According to Dr. Wenchao Huang, lead researcher at the university's Department of Materials Science and Engineering, his team developed an extra-light and flexible solar cell that was said to be thinner than a hair strand but could have the key to promising power resource-- with this case, a smartwatch.
"Power conversion efficiency considers how much solar energy can be converted into electricity. The solar energy illuminated on Earth is 1000 watts per square meter. Our device can produce 130 watts of electricity per square meter. The 13 percent efficiency we were able to achieve is one of the highest efficiencies in organic solar cells," said him.

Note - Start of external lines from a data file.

use chrono::Local;
use log::{Level, LevelFilter, Metadata, Record};

/// Timestamped log lines on stderr, so stdout stays free for results
pub struct CliLogger {
    level: LevelFilter,
}

impl CliLogger {
    /// `-v` raises the level from warnings to info, debug, then trace
    pub fn from_verbosity(verbose: u8) -> Self {
        let level = match verbose {
            0 => LevelFilter::Warn,
            1 => LevelFilter::Info,
            2 => LevelFilter::Debug,
            _ => LevelFilter::Trace,
        };
        Self { level }
    }

    pub fn init(self) -> Result<(), log::SetLoggerError> {
        let level = self.level;
        log::set_boxed_logger(Box::new(self))?;
        log::set_max_level(level);
        Ok(())
    }
}

impl log::Log for CliLogger {
    fn enabled(&self, metadata: &Metadata) -> bool {
        metadata.level() <= self.level
    }

    fn log(&self, record: &Record) {
        if self.enabled(record.metadata()) {
            let target = if record.level() >= Level::Debug {
                format!(" [{}]", record.target())
            } else {
                String::new()
            };
            eprintln!(
                "{} {:<5}{} {}",
                Local::now().format("%H:%M:%S%.3f"),
                record.level(),
                target,
                record.args()
            );
        }
    }

    fn flush(&self) {}
}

Aside from its contained strong power to energize a smartwatch, this device was also said to degrade by just 4.8 percent after more than 4,700 hours, and can last for 20,000 hours with "minimal degradation." This means that once your smartwatch has this solar cell, it could power up your device that can last for more than two years. Even add the factor that it has a useful shelf life of about 11.5 years before damaged.
Smartwatches are not the only possible device that this solar cell can also power up. Huang claims that their creation can even power devices that measure heart or lung.
"Our ultra-flexible solar cells can simultaneously achieve improved power conversion efficiency, excellent mechanical properties, and robust stability. This makes them a very promising candidate as a power source in wearable electronics to realize long-term monitoring of various physiological signals, such as heart and breathing rates," added by him.
Researchers now ready to commercialize the solar cell
Thankfully, Monash researchers also said in the study that they are ready to commercialize the solar cell soon. Unfortunately, it might not be as quickly as possible since the researches with the device are not yet fully done, as per Huang.
"Currently, silicon solar cells are the dominant technology in the photovoltaic market, which are commonly found in rooftop installations. But, their brittle nature means solar cells exhibit poor performance when bent or stretched," explains him.
For now, it is certain to say that it might probably take a while.